**Exercise**
Below are some records; each one is to be set down again exactly.

◇ ◇ ◇ ◇ ◇

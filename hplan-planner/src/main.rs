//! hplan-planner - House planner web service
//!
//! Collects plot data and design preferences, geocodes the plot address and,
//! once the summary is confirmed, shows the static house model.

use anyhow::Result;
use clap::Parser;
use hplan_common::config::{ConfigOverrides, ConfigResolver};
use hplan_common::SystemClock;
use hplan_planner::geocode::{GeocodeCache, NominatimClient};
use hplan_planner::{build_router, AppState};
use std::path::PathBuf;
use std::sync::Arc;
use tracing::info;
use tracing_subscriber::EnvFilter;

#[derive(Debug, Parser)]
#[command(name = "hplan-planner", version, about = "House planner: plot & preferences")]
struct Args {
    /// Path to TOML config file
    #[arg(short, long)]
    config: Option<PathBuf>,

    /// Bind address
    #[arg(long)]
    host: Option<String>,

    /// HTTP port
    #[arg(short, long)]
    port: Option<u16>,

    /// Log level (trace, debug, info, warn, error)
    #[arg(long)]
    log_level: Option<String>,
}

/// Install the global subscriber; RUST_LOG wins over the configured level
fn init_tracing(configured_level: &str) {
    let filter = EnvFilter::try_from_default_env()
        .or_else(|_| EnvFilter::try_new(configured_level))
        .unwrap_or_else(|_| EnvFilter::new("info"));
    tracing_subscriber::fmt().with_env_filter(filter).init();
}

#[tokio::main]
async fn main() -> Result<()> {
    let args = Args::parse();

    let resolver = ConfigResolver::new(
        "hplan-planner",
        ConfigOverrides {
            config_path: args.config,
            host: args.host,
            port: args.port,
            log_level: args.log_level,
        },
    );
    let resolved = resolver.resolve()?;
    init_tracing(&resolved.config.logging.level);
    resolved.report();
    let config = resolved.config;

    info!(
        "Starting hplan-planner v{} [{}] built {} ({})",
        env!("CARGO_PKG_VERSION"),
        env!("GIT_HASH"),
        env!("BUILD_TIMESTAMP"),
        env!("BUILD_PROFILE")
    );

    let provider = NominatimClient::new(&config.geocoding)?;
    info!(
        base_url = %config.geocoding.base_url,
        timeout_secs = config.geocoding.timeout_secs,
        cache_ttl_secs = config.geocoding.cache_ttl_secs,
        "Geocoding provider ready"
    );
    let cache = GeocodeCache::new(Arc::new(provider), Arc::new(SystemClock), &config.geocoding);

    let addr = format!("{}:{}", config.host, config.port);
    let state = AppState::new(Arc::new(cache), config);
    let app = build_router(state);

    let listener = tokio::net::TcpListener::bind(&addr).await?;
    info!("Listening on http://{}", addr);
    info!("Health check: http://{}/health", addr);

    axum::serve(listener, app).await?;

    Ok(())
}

◇ ◇ ◇ ◇ ◇

**Final answer**
filename hplan-planner/src/main.rs
//! hplan-planner - House planner web service
//!
//! Collects plot data and design preferences, geocodes the plot address and,
//! once the summary is confirmed, shows the static house model.

use anyhow::Result;
use clap::Parser;
use hplan_common::config::{ConfigOverrides, ConfigResolver};
use hplan_common::SystemClock;
use hplan_planner::geocode::{GeocodeCache, NominatimClient};
use hplan_planner::{build_router, AppState};
use std::path::PathBuf;
use std::sync::Arc;
use tracing::info;
use tracing_subscriber::EnvFilter;

#[derive(Debug, Parser)]
#[command(name = "hplan-planner", version, about = "House planner: plot & preferences")]
struct Args {
    /// Path to TOML config file
    #[arg(short, long)]
    config: Option<PathBuf>,

    /// Bind address
    #[arg(long)]
    host: Option<String>,

    /// HTTP port
    #[arg(short, long)]
    port: Option<u16>,

    /// Log level (trace, debug, info, warn, error)
    #[arg(long)]
    log_level: Option<String>,
}

/// Install the global subscriber; RUST_LOG wins over the configured level
fn init_tracing(configured_level: &str) {
    let filter = EnvFilter::try_from_default_env()
        .or_else(|_| EnvFilter::try_new(configured_level))
        .unwrap_or_else(|_| EnvFilter::new("info"));
    tracing_subscriber::fmt().with_env_filter(filter).init();
}

#[tokio::main]
async fn main() -> Result<()> {
    let args = Args::parse();

    let resolver = ConfigResolver::new(
        "hplan-planner",
        ConfigOverrides {
            config_path: args.config,
            host: args.host,
            port: args.port,
            log_level: args.log_level,
        },
    );
    let resolved = resolver.resolve()?;
    init_tracing(&resolved.config.logging.level);
    resolved.report();
    let config = resolved.config;

    info!(
        "Starting hplan-planner v{} [{}] built {} ({})",
        env!("CARGO_PKG_VERSION"),
        env!("GIT_HASH"),
        env!("BUILD_TIMESTAMP"),
        env!("BUILD_PROFILE")
    );

    let provider = NominatimClient::new(&config.geocoding)?;
    info!(
        base_url = %config.geocoding.base_url,
        timeout_secs = config.geocoding.timeout_secs,
        cache_ttl_secs = config.geocoding.cache_ttl_secs,
        "Geocoding provider ready"
    );
    let cache = GeocodeCache::new(Arc::new(provider), Arc::new(SystemClock), &config.geocoding);

    let addr = format!("{}:{}", config.host, config.port);
    let state = AppState::new(Arc::new(cache), config);
    let app = build_router(state);

    let listener = tokio::net::TcpListener::bind(&addr).await?;
    info!("Listening on http://{}", addr);
    info!("Health check: http://{}/health", addr);

    axum::serve(listener, app).await?;

    Ok(())
}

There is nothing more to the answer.